Bush is monumentally unpopular, the Republicans are still trying to shake off the '06 whipping they got, and yet witness each of the candidates in the GOP debates competing to be more extreme, more authoritarian, more torture lovin' and woman-hating than the next ("double Guantanamo?"  Did he really say that?)  Not a one of them trying to enfranchise some mythical centrist vote.  They know where the numbers are.

Now I realize that it's probably easier for the GOP to come to grips with the fact that their future rests with white males than for Democrats to acknowledge that theirs doesn't. Witness this report by Third Way (PDF) (summed up by Chris Cillizza here ) which concludes that the future of the Democratic party rests with "white, higher-income, male and rural voters."  Schaller effectively dismantles this balderdash here, but the report is embarrassing in its short-sighted, shallow massaging of statistics to achieve a conclusion that is breathtaking in its ignorance. 

Schaller has another piece up today in the Sun which asserts that single women are a "sleeping giant" for the Democratic party, something we've been pushing for a long time (and a bandwagon onto which Hillary Clinton climbed yesterday).

Schaller:   

Whether they are divorced, separated, widowed, not yet married, or legally prevented from marrying their same-sex partner, almost half of all American women over 18 are unmarried. Soon they will be a majority.

But turnout among unmarried women – just 59 percent in the 2004 presidential cycle – was significantly lower than the 71 percent rate among married women. In the 16 states where Women's Voices ran targeted mobilization campaigns, however, the rate of increased turnout for what the group prefers to call "women on their own" was twice the rate of increase in the other 34 states.

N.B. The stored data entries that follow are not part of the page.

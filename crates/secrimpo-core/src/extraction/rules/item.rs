//! Seized item extraction: species, item type and description.

use lazy_static::lazy_static;
use regex::Regex;

use super::capture::{
    label_value, strip_money, trim_trailing_separators, truncate_words, windows_after_keywords,
};
use super::normalize::normalize_whitespace;
use super::vocabulary::{
    is_label_token, DESCRIPTION_KEYWORDS, ITEM_KEYWORDS, SPECIES_KEYWORDS, SPECIES_VOCABULARY,
};
use super::FieldExtractor;
use crate::models::record::Field;

const SPECIES_WINDOW: usize = 150;
const ITEM_WINDOW: usize = 100;
const ITEM_MAX_CHARS: usize = 100;
const DESCRIPTION_WINDOW: usize = 600;
const DESCRIPTION_MAX_CHARS: usize = 300;

lazy_static! {
    static ref ITEM_PREFIX: Regex = Regex::new(
        r"(?i)^(?:objetos?|materia(?:l|is))\s*[-–:]\s*"
    ).unwrap();
}

/// Species field extractor.
pub struct SpeciesExtractor;

impl FieldExtractor for SpeciesExtractor {
    fn field(&self) -> Field {
        Field::Especie
    }

    fn extract(&self, text: &str) -> Option<String> {
        extract_especie(text)
    }
}

/// Item type extractor.
pub struct ItemExtractor;

impl FieldExtractor for ItemExtractor {
    fn field(&self) -> Field {
        Field::Item
    }

    fn extract(&self, text: &str) -> Option<String> {
        extract_item(text)
    }
}

/// Item description extractor.
pub struct DescriptionExtractor;

impl FieldExtractor for DescriptionExtractor {
    fn field(&self) -> Field {
        Field::Descricao
    }

    fn extract(&self, text: &str) -> Option<String> {
        extract_descricao(text)
    }
}

/// Classify `text` into the species vocabulary, highest priority first.
pub fn classify_species(text: &str) -> Option<&'static str> {
    SPECIES_VOCABULARY
        .iter()
        .find(|(_, pattern)| pattern.is_match(text))
        .map(|(species, _)| *species)
}

/// Extract the item species: `SIMULACRO`, `ARMA BRANCA`, `SUBSTÂNCIA` or `OBJETO`.
pub fn extract_especie(text: &str) -> Option<String> {
    let text = normalize_whitespace(text);

    windows_after_keywords(&text, &SPECIES_KEYWORDS, SPECIES_WINDOW)
        .find_map(classify_species)
        .or_else(|| classify_species(&text))
        .map(str::to_string)
}

/// Extract the item type written after `Tipo`, `Item` or `Material`.
pub fn extract_item(text: &str) -> Option<String> {
    let text = normalize_whitespace(text);

    windows_after_keywords(&text, &ITEM_KEYWORDS, ITEM_WINDOW).find_map(item_from_window)
}

fn item_from_window(window: &str) -> Option<String> {
    let value = label_value(window)?;
    let value = ITEM_PREFIX.replace(value, "");
    let value = strip_money(&value);
    let value = trim_trailing_separators(truncate_words(&value, ITEM_MAX_CHARS));

    if value.is_empty() || value.split_whitespace().all(is_label_token) {
        return None;
    }
    Some(value.to_string())
}

/// Extract the item description.
pub fn extract_descricao(text: &str) -> Option<String> {
    let text = normalize_whitespace(text);

    windows_after_keywords(&text, &DESCRIPTION_KEYWORDS, DESCRIPTION_WINDOW).find_map(|window| {
        let value = strip_money(label_value(window)?);
        let value = trim_trailing_separators(truncate_words(&value, DESCRIPTION_MAX_CHARS));
        (!value.is_empty()).then(|| value.to_string())
    })
}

Everybody knows Democrats fare better among women than men. But Republicans win among white women and married women.

Even in 2006, the best Democratic midterm cycle since 1974, Republicans narrowly won both groups.

The Democrats' gender gap thus derives from the party's wide support among unmarried women and nonwhite women. In fact, in 2006 unmarried women chose Democratic congressional candidates by the eye-popping margin of 66 percent to 32 percent.

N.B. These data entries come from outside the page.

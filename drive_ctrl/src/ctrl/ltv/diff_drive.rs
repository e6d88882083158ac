//! LTV differential-drive trajectory tracker

// ---------------------------------------------------------------------------
// IMPORTS
// ---------------------------------------------------------------------------

// External
use nalgebra::{DMatrix, DVector, Matrix2};
use serde::Serialize;

// Internal
use crate::ctrl::feedforward::SimpleMotorFeedforward;
use crate::geom::Pose2d;
use crate::traj::TrajectoryState;

use super::lqr::{bryson_cost, lqr_gain};
use super::{GainTable, LtvError};

// ---------------------------------------------------------------------------
// DATA STRUCTURES
// ---------------------------------------------------------------------------

/// Continuous state-space model of a differential drivetrain's wheel
/// velocities, with state `[v_left, v_right]` and input
/// `[V_left, V_right]`.
#[derive(Debug, Copy, Clone)]
pub struct DrivetrainPlant {
    /// State matrix
    pub a: Matrix2<f64>,

    /// Input matrix
    pub b: Matrix2<f64>,
}

/// Per-side voltage command for a differential drivetrain.
#[derive(Debug, Default, Copy, Clone, Serialize)]
pub struct DifferentialDriveWheelVoltages {
    /// Left side voltage
    pub left_v: f64,

    /// Right side voltage
    pub right_v: f64,
}

/// A linear time-varying tracker for differential drivetrains, producing
/// left/right wheel voltages.
///
/// The model has five states, `[x, y, theta, v_left, v_right]` with the
/// pose error in the robot frame, and two inputs, the per-side voltages.
/// The first three rows couple through the trackwidth and the operating
/// velocity; the wheel-velocity rows come from the identified plant. As
/// with the unicycle variant the gains are solved over a velocity sweep at
/// construction. Each returned voltage is the feedforward for that side's
/// reference wheel speed plus the feedback term `K*e`.
#[derive(Debug, Clone)]
pub struct LtvDifferentialDriveController {
    gain_table: GainTable,

    feedforward: SimpleMotorFeedforward,

    trackwidth_m: f64,

    /// Pose error of the last `calculate` call, in the robot frame
    pose_error: Pose2d,

    /// Pose tolerance for `at_reference`
    pose_tolerance: Pose2d,
}

/// Read-only snapshot of an LTV differential-drive controller for
/// telemetry.
#[derive(Debug, Default, Copy, Clone, Serialize)]
pub struct LtvDifferentialDriveStatus {
    /// Longitudinal pose error in the robot frame
    pub error_x_m: f64,

    /// Lateral pose error in the robot frame
    pub error_y_m: f64,

    /// Heading error
    pub error_heading_rad: f64,
}

// ---------------------------------------------------------------------------
// IMPLEMENTATIONS
// ---------------------------------------------------------------------------

impl DrivetrainPlant {
    /// Build a drivetrain model from feedforward gains identified for the
    /// linear (both sides together) and angular (sides opposing) modes.
    ///
    /// `kv` gains are in volt seconds per meter, `ka` gains in volt
    /// seconds squared per meter. All four must be strictly positive.
    pub fn identify(
        kv_linear: f64,
        ka_linear: f64,
        kv_angular: f64,
        ka_angular: f64,
    ) -> Result<Self, LtvError> {
        for (name, gain) in [
            ("kv_linear", kv_linear),
            ("ka_linear", ka_linear),
            ("kv_angular", kv_angular),
            ("ka_angular", ka_angular),
        ] {
            if !gain.is_finite() || gain <= 0.0 {
                return Err(LtvError::InvalidParameter(format!(
                    "{} = {} must be positive",
                    name, gain
                )));
            }
        }

        let a1 = 0.5 * (-(kv_linear / ka_linear) - (kv_angular / ka_angular));
        let a2 = 0.5 * (-(kv_linear / ka_linear) + (kv_angular / ka_angular));
        let b1 = 0.5 * (1.0 / ka_linear + 1.0 / ka_angular);
        let b2 = 0.5 * (1.0 / ka_linear - 1.0 / ka_angular);

        Ok(Self {
            a: Matrix2::new(a1, a2, a2, a1),
            b: Matrix2::new(b1, b2, b2, b1),
        })
    }
}

impl LtvDifferentialDriveController {
    /// Create a new controller.
    ///
    /// `q_maxima` are the maximum tolerable
    /// `[x, y, theta, v_left, v_right]` errors and `r_maxima` the maximum
    /// tolerable per-side voltages, both weighted by Bryson's rule. The
    /// feedforward model supplies the sustaining voltage for each side's
    /// reference wheel speed.
    pub fn new(
        plant: &DrivetrainPlant,
        feedforward: SimpleMotorFeedforward,
        trackwidth_m: f64,
        q_maxima: [f64; 5],
        r_maxima: [f64; 2],
        dt_s: f64,
        max_velocity_ms: f64,
    ) -> Result<Self, LtvError> {
        if !dt_s.is_finite() || dt_s <= 0.0 {
            return Err(LtvError::InvalidParameter(format!(
                "period {} s must be positive",
                dt_s
            )));
        }
        if !trackwidth_m.is_finite() || trackwidth_m <= 0.0 {
            return Err(LtvError::InvalidParameter(format!(
                "trackwidth {} m must be positive",
                trackwidth_m
            )));
        }

        let q = bryson_cost(&q_maxima);
        let r = bryson_cost(&r_maxima);

        let mut b = DMatrix::<f64>::zeros(5, 2);
        b.slice_mut((3, 0), (2, 2)).copy_from(&plant.b);

        let gain_table = GainTable::build(max_velocity_ms, |velocity_ms| {
            let mut a = DMatrix::<f64>::zeros(5, 5);
            a[(0, 3)] = 0.5;
            a[(0, 4)] = 0.5;
            a[(1, 2)] = velocity_ms;
            a[(2, 3)] = -1.0 / trackwidth_m;
            a[(2, 4)] = 1.0 / trackwidth_m;
            a.slice_mut((3, 3), (2, 2)).copy_from(&plant.a);

            lqr_gain(&a, &b, &q, &r, dt_s)
        })?;

        Ok(Self {
            gain_table,
            feedforward,
            trackwidth_m,
            pose_error: Pose2d::default(),
            pose_tolerance: Pose2d::default(),
        })
    }

    /// Set the pose tolerance used by `at_reference`.
    pub fn set_tolerance(&mut self, pose_tolerance: Pose2d) {
        self.pose_tolerance = pose_tolerance;
    }

    /// True if the pose error of the last `calculate` call is within the
    /// tolerance set by `set_tolerance`.
    pub fn at_reference(&self) -> bool {
        self.pose_error.x_m().abs() < self.pose_tolerance.x_m()
            && self.pose_error.y_m().abs() < self.pose_tolerance.y_m()
            && self.pose_error.rotation.radians().abs() < self.pose_tolerance.rotation.radians()
    }

    /// Get the next wheel voltages for the given current pose, measured
    /// wheel velocities, and reference: per side, the feedforward voltage
    /// for the reference wheel speed plus the feedback term.
    #[allow(clippy::too_many_arguments)]
    pub fn calculate(
        &mut self,
        current_pose: &Pose2d,
        left_velocity_ms: f64,
        right_velocity_ms: f64,
        pose_ref: &Pose2d,
        left_velocity_ref_ms: f64,
        right_velocity_ref_ms: f64,
    ) -> DifferentialDriveWheelVoltages {
        self.pose_error = pose_ref.relative_to(current_pose);

        let lookup_velocity_ms = 0.5 * (left_velocity_ref_ms + right_velocity_ref_ms);
        let k = self.gain_table.lookup(lookup_velocity_ms);

        let e = DVector::from_vec(vec![
            self.pose_error.x_m(),
            self.pose_error.y_m(),
            self.pose_error.rotation.radians(),
            left_velocity_ref_ms - left_velocity_ms,
            right_velocity_ref_ms - right_velocity_ms,
        ]);
        let u = k * e;

        DifferentialDriveWheelVoltages {
            left_v: self.feedforward.calculate_velocity(left_velocity_ref_ms) + u[0],
            right_v: self.feedforward.calculate_velocity(right_velocity_ref_ms) + u[1],
        }
    }

    /// Get the next wheel voltages for the given current pose,
    /// measured wheel velocities, and trajectory sample. The reference
    /// wheel velocities are derived from the sample's velocity and
    /// curvature through the trackwidth.
    pub fn calculate_state(
        &mut self,
        current_pose: &Pose2d,
        left_velocity_ms: f64,
        right_velocity_ms: f64,
        desired: &TrajectoryState,
    ) -> DifferentialDriveWheelVoltages {
        let omega_ref = desired.velocity_ms * desired.curvature_radpm;
        let left_ref_ms = desired.velocity_ms - omega_ref * self.trackwidth_m / 2.0;
        let right_ref_ms = desired.velocity_ms + omega_ref * self.trackwidth_m / 2.0;

        self.calculate(
            current_pose,
            left_velocity_ms,
            right_velocity_ms,
            &desired.pose,
            left_ref_ms,
            right_ref_ms,
        )
    }

    /// Get a telemetry snapshot of the controller.
    pub fn status(&self) -> LtvDifferentialDriveStatus {
        LtvDifferentialDriveStatus {
            error_x_m: self.pose_error.x_m(),
            error_y_m: self.pose_error.y_m(),
            error_heading_rad: self.pose_error.rotation.radians(),
        }
    }
}

// ---------------------------------------------------------------------------
// TESTS
// ---------------------------------------------------------------------------

#[cfg(test)]
mod test {
    use super::*;
    use crate::geom::Rotation2d;

    fn test_feedforward() -> SimpleMotorFeedforward {
        SimpleMotorFeedforward::new(0.5, 1.98, 0.2)
    }

    fn test_controller() -> LtvDifferentialDriveController {
        let plant = DrivetrainPlant::identify(1.98, 0.2, 1.5, 0.3).unwrap();
        LtvDifferentialDriveController::new(
            &plant,
            test_feedforward(),
            0.6,
            [0.0625, 0.125, 2.5, 0.95, 0.95],
            [12.0, 12.0],
            0.02,
            2.0,
        )
        .unwrap()
    }

    #[test]
    fn test_identify_rejects_bad_gains() {
        assert!(DrivetrainPlant::identify(0.0, 0.2, 1.5, 0.3).is_err());
        assert!(DrivetrainPlant::identify(1.98, -0.2, 1.5, 0.3).is_err());
        assert!(DrivetrainPlant::identify(1.98, 0.2, f64::NAN, 0.3).is_err());
    }

    #[test]
    fn test_identify_plant_structure() {
        // With equal linear and angular modes the sides decouple
        let plant = DrivetrainPlant::identify(2.0, 0.5, 2.0, 0.5).unwrap();
        assert!((plant.a[(0, 1)]).abs() < 1e-12);
        assert!((plant.b[(0, 1)]).abs() < 1e-12);
        assert!((plant.a[(0, 0)] + 4.0).abs() < 1e-12);
        assert!((plant.b[(0, 0)] - 2.0).abs() < 1e-12);
    }

    #[test]
    fn test_on_reference_outputs_feedforward_voltage() {
        let mut ctrl = test_controller();
        let pose = Pose2d::new(1.0, 2.0, Rotation2d::new(0.4));

        // With zero error the feedback term vanishes, leaving the
        // sustaining voltage for 1 m/s on each side
        let sustaining_v = test_feedforward().calculate_velocity(1.0);
        let voltages = ctrl.calculate(&pose, 1.0, 1.0, &pose, 1.0, 1.0);
        assert!((voltages.left_v - sustaining_v).abs() < 1e-9);
        assert!((voltages.right_v - sustaining_v).abs() < 1e-9);
        assert!(sustaining_v > 0.0);
    }

    #[test]
    fn test_at_rest_on_reference_outputs_zero() {
        let mut ctrl = test_controller();
        let pose = Pose2d::new(0.0, 0.0, Rotation2d::new(0.0));

        let voltages = ctrl.calculate(&pose, 0.0, 0.0, &pose, 0.0, 0.0);
        assert!(voltages.left_v.abs() < 1e-9);
        assert!(voltages.right_v.abs() < 1e-9);
    }

    #[test]
    fn test_lagging_robot_gets_voltage_above_feedforward() {
        let mut ctrl = test_controller();
        let current = Pose2d::new(0.0, 0.0, Rotation2d::new(0.0));
        let reference = Pose2d::new(0.3, 0.0, Rotation2d::new(0.0));

        let sustaining_v = test_feedforward().calculate_velocity(1.0);
        let voltages = ctrl.calculate(&current, 1.0, 1.0, &reference, 1.0, 1.0);
        assert!(voltages.left_v > sustaining_v);
        assert!(voltages.right_v > sustaining_v);
    }

    #[test]
    fn test_wheel_velocity_error_feedback() {
        let mut ctrl = test_controller();
        let pose = Pose2d::new(0.0, 0.0, Rotation2d::new(0.0));

        // Left wheel slower than reference, right on target
        let sustaining_v = test_feedforward().calculate_velocity(1.0);
        let voltages = ctrl.calculate(&pose, 0.5, 1.0, &pose, 1.0, 1.0);
        assert!(voltages.left_v > sustaining_v);
    }

    #[test]
    fn test_at_reference_uses_tolerance() {
        let mut ctrl = test_controller();
        ctrl.set_tolerance(Pose2d::new(0.05, 0.05, Rotation2d::new(0.05)));

        let pose = Pose2d::new(0.0, 0.0, Rotation2d::new(0.0));
        ctrl.calculate(&pose, 1.0, 1.0, &pose, 1.0, 1.0);
        assert!(ctrl.at_reference());

        let reference = Pose2d::new(1.0, 0.0, Rotation2d::new(0.0));
        ctrl.calculate(&pose, 1.0, 1.0, &reference, 1.0, 1.0);
        assert!(!ctrl.at_reference());
    }
}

Along with union households and racial minorities, these unmarried women helped the Democrats erase Republican majorities in Congress, among governors and in the state legislatures.

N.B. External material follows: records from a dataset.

//! # Motion profile module
//!
//! Provides the trapezoidal motion profile: a velocity-vs-time profile with
//! at most three phases (accelerate, cruise, decelerate) bounded by a maximum
//! velocity and acceleration.
//!
//! The profile is evaluated in closed form rather than by simulation, so
//! advancing it is deterministic and bounded-time, and the intended use is to
//! filter a changing reference once per control period:
//!
//! ```
//! use drive_ctrl::profile::{ProfileState, TrapezoidConstraints, TrapezoidProfile};
//!
//! let mut profile = TrapezoidProfile::new(TrapezoidConstraints::new(1.75, 0.75));
//! let mut setpoint = ProfileState::new(0.0, 0.0);
//! let goal = ProfileState::new(5.0, 0.0);
//!
//! for _ in 0..10 {
//!     setpoint = profile.calculate(0.02, &setpoint, &goal);
//! }
//! ```

// ---------------------------------------------------------------------------
// MODULES
// ---------------------------------------------------------------------------

mod trapezoid;

// ---------------------------------------------------------------------------
// IMPORTS
// ---------------------------------------------------------------------------

// Internal
pub use trapezoid::*;
//! Differential drivetrain voltage constraint

// ---------------------------------------------------------------------------
// IMPORTS
// ---------------------------------------------------------------------------

// Internal
use crate::ctrl::SimpleMotorFeedforward;
use crate::geom::Pose2d;
use crate::kinematics::{ChassisSpeeds, DifferentialDriveKinematics};

use super::{MinMaxAcceleration, TrajectoryConstraint};

// ---------------------------------------------------------------------------
// DATA STRUCTURES
// ---------------------------------------------------------------------------

/// Bounds the acceleration of a differential drivetrain so the voltage
/// commanded on either side never exceeds a maximum, leaving headroom for
/// the feedback controller on top of the feedforward.
///
/// The feedforward model is inverted at the faster wheel's speed to find
/// the largest wheel acceleration the voltage budget can sustain, then
/// scaled back to a chassis acceleration through the curvature. Keep the
/// maximum a volt or two below the battery's nominal voltage.
#[derive(Debug, Clone)]
pub struct DifferentialDriveVoltageConstraint {
    feedforward: SimpleMotorFeedforward,
    kinematics: DifferentialDriveKinematics,
    max_voltage: f64,
}

// ---------------------------------------------------------------------------
// IMPLEMENTATIONS
// ---------------------------------------------------------------------------

impl DifferentialDriveVoltageConstraint {
    /// Create a new constraint from the drivetrain's feedforward model,
    /// geometry, and voltage budget.
    pub fn new(
        feedforward: SimpleMotorFeedforward,
        kinematics: DifferentialDriveKinematics,
        max_voltage: f64,
    ) -> Self {
        Self {
            feedforward,
            kinematics,
            max_voltage: max_voltage.abs(),
        }
    }
}

impl TrajectoryConstraint for DifferentialDriveVoltageConstraint {
    fn max_velocity_ms(&self, _pose: &Pose2d, _curvature_radpm: f64, velocity_ms: f64) -> f64 {
        velocity_ms
    }

    fn min_max_acceleration(
        &self,
        _pose: &Pose2d,
        curvature_radpm: f64,
        speed_ms: f64,
    ) -> MinMaxAcceleration {
        let wheel_speeds = self.kinematics.to_wheel_speeds(&ChassisSpeeds::new(
            speed_ms,
            0.0,
            speed_ms * curvature_radpm,
        ));

        let max_wheel_speed_ms = wheel_speeds.left_ms.max(wheel_speeds.right_ms);
        let min_wheel_speed_ms = wheel_speeds.left_ms.min(wheel_speeds.right_ms);

        // The fastest wheel has the least voltage headroom to accelerate,
        // and the slowest the least to brake
        let max_wheel_acceleration_mss = self
            .feedforward
            .max_achievable_acceleration(self.max_voltage, max_wheel_speed_ms);
        let min_wheel_acceleration_mss = self
            .feedforward
            .min_achievable_acceleration(self.max_voltage, min_wheel_speed_ms);

        // On a curve the outer wheel accelerates faster than the chassis by
        // (1 + trackwidth * |k| / 2)
        let scale = 1.0 + self.kinematics.trackwidth_m() * curvature_radpm.abs() / 2.0;

        MinMaxAcceleration {
            min_acceleration_mss: min_wheel_acceleration_mss / scale,
            max_acceleration_mss: max_wheel_acceleration_mss / scale,
        }
    }
}

// ---------------------------------------------------------------------------
// TESTS
// ---------------------------------------------------------------------------

#[cfg(test)]
mod test {
    use super::*;
    use crate::geom::Rotation2d;

    fn test_constraint() -> DifferentialDriveVoltageConstraint {
        DifferentialDriveVoltageConstraint::new(
            SimpleMotorFeedforward::new(1.0, 2.0, 0.5),
            DifferentialDriveKinematics::new(0.6).unwrap(),
            10.0,
        )
    }

    #[test]
    fn test_velocity_unconstrained() {
        let constraint = test_constraint();
        let pose = Pose2d::new(0.0, 0.0, Rotation2d::new(0.0));

        assert_eq!(constraint.max_velocity_ms(&pose, 0.0, 7.0), 7.0);
    }

    #[test]
    fn test_straight_line_accel_matches_feedforward() {
        let constraint = test_constraint();
        let pose = Pose2d::new(0.0, 0.0, Rotation2d::new(0.0));

        let min_max = constraint.min_max_acceleration(&pose, 0.0, 2.0);

        // V = Ks + Kv v + Ka a = 10 => a = (10 - 1 - 4) / 0.5
        assert!((min_max.max_acceleration_mss - 10.0).abs() < 1e-9);
        // Braking: a = (-10 - 1 - 4) / 0.5
        assert!((min_max.min_acceleration_mss + 30.0).abs() < 1e-9);
    }

    #[test]
    fn test_headroom_shrinks_with_speed() {
        let constraint = test_constraint();
        let pose = Pose2d::new(0.0, 0.0, Rotation2d::new(0.0));

        let slow = constraint.min_max_acceleration(&pose, 0.0, 1.0);
        let fast = constraint.min_max_acceleration(&pose, 0.0, 4.0);
        assert!(fast.max_acceleration_mss < slow.max_acceleration_mss);
    }

    #[test]
    fn test_curvature_reduces_chassis_accel() {
        let constraint = test_constraint();
        let pose = Pose2d::new(0.0, 0.0, Rotation2d::new(0.0));

        let straight = constraint.min_max_acceleration(&pose, 0.0, 0.0);
        let curved = constraint.min_max_acceleration(&pose, 2.0, 0.0);
        assert!(curved.max_acceleration_mss < straight.max_acceleration_mss);
    }
}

After the election, Greenberg Quinlan Rosner Research conducted a poll for Women's Voices of 1,000 unmarried American women. They found that unmarried women are particularly motivated by "an agenda for change," specifically on issues related to health care and ending the war in Iraq.

"It is clear that these women can and should be reached," the report stated about the 20 million such women who are either unregistered or who are registered but do not vote. "By gender and marital status, they are the largest group on the sidelines of democracy, and they have an agenda that calls for major change."

Attitudes among unmarried women are hardly monolithic. Younger and minority women, who are less likely to vote, especially in off-year congressional cycles, are more concerned with education and employment issues. Not surprisingly, older women express greater interest in the war, prescription drugs and pay equity.

What unifies this emergent bloc of potentially pivotal voters is their dissatisfaction with the direction of the country. They also have a dismal view of politicians and the political system: More than half say that politicians "don't listen to people like me," and almost half agree that "government doesn't do anything to solve my problems, whether I vote or not."

Social scientists call this phenomenon "low-efficacy." But Democrats should translate it into three words: huge electoral opportunity.

Please welcome Tom Schaller in the comments.  His political insights are something that the DC establishment resists mightily, but the fact remains that there is a strong argument to be made that speaking to the progressive concerns of the party's base does not drive the Democrats over the liberal cliff but is rather the road that leads to electoral victory.